The NIST PQC standardization project evaluates multiple new designs for post-quantum Key Encapsulation Mechanisms (KEMs). Some of them present challenging tradeoffs between communication bandwidth and computational overheads. An interesting case is the set of QC-MDPC based KEMs. Here, schemes that use the Niederreiter framework require only half the communication bandwidth compared to schemes that use the McEliece framework. However, this requires costly polynomial inversion during the key generation, which is prohibitive when ephemeral keys are used. One example is BIKE, where the BIKE-1 variant uses McEliece and the BIKE-2 variant uses Niederreiter.
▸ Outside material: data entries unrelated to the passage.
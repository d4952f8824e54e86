use std::{fs, path::PathBuf};

use rdf_composer::{
    compose::Composer,
    config::{Config, PropertySettings},
    logger::{self, LogLevel},
    ordering::CyclePolicy,
    Error,
};
use rstest::rstest;

fn write_config(name: &str, content: &str) -> PathBuf {
    let dir = std::env::temp_dir().join(format!("rdf-composer-config-{}", std::process::id()));
    fs::create_dir_all(&dir).expect("temp dir");
    let path = dir.join(name);
    fs::write(&path, content).expect("write config");
    path
}

#[rstest]
#[case(
    "session.yaml",
    "composer:\n  cycle_policy: reject\nproperties:\n  cache_limit: 25\n  locale: de\n"
)]
#[case(
    "session.yml",
    "composer:\n  cycle_policy: reject\nproperties:\n  cache_limit: 25\n  locale: de\n"
)]
#[case(
    "session.toml",
    "[composer]\ncycle_policy = \"reject\"\n\n[properties]\ncache_limit = 25\nlocale = \"de\"\n"
)]
fn loads_files_by_extension(#[case] name: &str, #[case] content: &str) {
    let path = write_config(name, content);
    let config = Config::from_path(&path).expect("config");
    assert_eq!(config.composer.cycle_policy, CyclePolicy::Reject);
    assert_eq!(config.properties.cache_limit, 25);
    assert_eq!(config.properties.locale, "de");
    assert_eq!(config.properties.max_sets, PropertySettings::default().max_sets);
}

#[test]
fn rejects_unknown_extensions_and_missing_files() {
    let path = write_config("session.json", "{}");
    assert!(matches!(Config::from_path(&path), Err(Error::Message(_))));

    let missing = std::env::temp_dir().join("rdf-composer-config-missing.yaml");
    assert!(matches!(Config::from_path(missing), Err(Error::IO(_))));
}

#[test]
fn composers_take_their_settings_from_configuration() {
    let config = Config::from_yaml_str(
        "properties:\n  order_predicate: urn:test:next\n  cache_limit: 4\n",
    )
    .expect("config");
    let composer = Composer::builder().config(&config).build().expect("composer");
    assert_eq!(composer.order_predicate().as_str(), "urn:test:next");
    assert_eq!(composer.property_settings().cache_limit, 4);
    assert_eq!(composer.settings().cycle_policy, CyclePolicy::DropEdge);

    let invalid = Config::from_yaml_str("properties:\n  order_predicate: not an iri\n")
        .expect("config");
    assert!(Composer::builder().config(&invalid).build().is_err());
}

#[test]
fn logger_initializes_once() {
    let mut config = Config::default().logger;
    config.enable = true;
    config.level = LogLevel::Debug;
    logger::init(&config).expect("first init");
    logger::init(&config).expect("second init is a no-op");
}
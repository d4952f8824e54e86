/// Bounded read cache of a property set.
///
/// A read stores at most `limit` elements. The cache is only authoritative
/// when it holds fewer than `limit` elements: a full cache may be a truncated
/// view of a larger result and is never used to answer membership or size.
#[derive(Debug, Clone)]
pub struct PropertyCache<E> {
    values: Option<Vec<E>>,
    limit: usize,
}

impl<E: Clone> PropertyCache<E> {
    #[must_use]
    pub fn new(limit: usize) -> Self {
        Self {
            values: None,
            limit: limit.max(1),
        }
    }

    #[must_use]
    pub fn limit(&self) -> usize {
        self.limit
    }

    /// Cached elements, complete or not.
    #[must_use]
    pub fn cached(&self) -> Option<&[E]> {
        self.values.as_deref()
    }

    /// Cached elements when they are the whole result.
    #[must_use]
    pub fn complete(&self) -> Option<&[E]> {
        self.values
            .as_deref()
            .filter(|values| values.len() < self.limit)
    }

    #[must_use]
    pub fn is_complete(&self) -> bool {
        self.complete().is_some()
    }

    /// Remembers the head of a result read from the store.
    pub fn store_read(&mut self, values: &[E]) {
        let end = values.len().min(self.limit);
        self.values = Some(values[..end].to_vec());
    }

    /// Seeds the cache with a known complete result, growing the limit so the
    /// seed counts as complete.
    pub fn init(&mut self, values: Vec<E>) {
        if values.len() >= self.limit {
            self.limit = values.len() + 1;
        }
        self.values = Some(values);
    }

    pub fn invalidate(&mut self) {
        self.values = None;
    }
}

#[cfg(test)]
mod tests {
    use rstest::rstest;

    use super::PropertyCache;

    #[rstest]
    #[case(0, true)]
    #[case(9, true)]
    #[case(10, false)]
    #[case(25, false)]
    fn completeness_depends_on_the_limit(#[case] read: usize, #[case] complete: bool) {
        let mut cache = PropertyCache::new(10);
        let values: Vec<usize> = (0..read).collect();
        cache.store_read(&values);
        assert_eq!(cache.is_complete(), complete);
        assert_eq!(cache.cached().map(<[usize]>::len), Some(read.min(10)));
    }

    #[test]
    fn init_grows_the_limit() {
        let mut cache = PropertyCache::new(2);
        cache.init(vec![1, 2, 3]);
        assert_eq!(cache.limit(), 4);
        assert_eq!(cache.complete(), Some(&[1, 2, 3][..]));

        cache.invalidate();
        assert!(cache.cached().is_none());
        assert!(!cache.is_complete());
    }
}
This paper shows an optimized constant-time polynomial inversion method that makes the computation costs of BIKE-2 key generation tolerable. We report a speedup of$$11.8{\times }$$ over the commonly used NTL library, and$$55.5{\times }$$ over OpenSSL. We achieve additional speedups by leveraging the latest Intel’s Vector-instructions on a laptop machine,$$14.3{\times }$$ over NTL and$$96.8{\times }$$ over OpenSSL. With this, BIKE-2 becomes a competitive variant of BIKE.